[Essential thrombocythemia correctly diagnosed through the guidance of comprehensive genomic profiling].

ABSTRACT

In 2003, a 60-year-old man presenting with thrombocytosis was referred to our hospital. Laboratory tests revealed normal white blood cell count and hemoglobin level. Bone marrow examination showed an increased number of megakaryocytes with dysplasia. G-banded karyotype analysis revealed del (5q). Initially, the patient was diagnosed with myelodysplastic/myeloproliferative neoplasm (MDS/MPN), and it was treated with aspirin and hydroxyurea. During the treatment course, fluorescence in situ hybridization for CSF1R and EGR1 was performed to detect del (5q), which showed negative results.
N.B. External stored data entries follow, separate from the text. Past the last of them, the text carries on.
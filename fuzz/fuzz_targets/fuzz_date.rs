#![no_main]
use clausewitz_save::common::Date;
use libfuzzer_sys::fuzz_target;

fuzz_target!(|data: &[u8]| {
    if let Ok(date) = Date::parse(data) {
        if let Ok(again) = Date::parse(date.game_fmt()) {
            assert!(again == date);
        }
    }
});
In 2017, the patient had increased platelet count despite receiving treatment. A comprehensive genomic profiling revealed that the deleted region in this case was present in 5q14-5q23, which was different from the common deleted region of 5q- syndrome (5q32-5q33, where CSF1R was present) and that of high-risk MDS or acute myeloid leukemia (5q31, where EGR1 was present). Moreover, a CALR mutation was also detected. This case met the diagnostic criteria of essential thrombocythemia. The platelet count decreased with the administration of anagrelide. In conclusion, comprehensive genetic profiling is very important, and it leads to accurate diagnosis and therapy.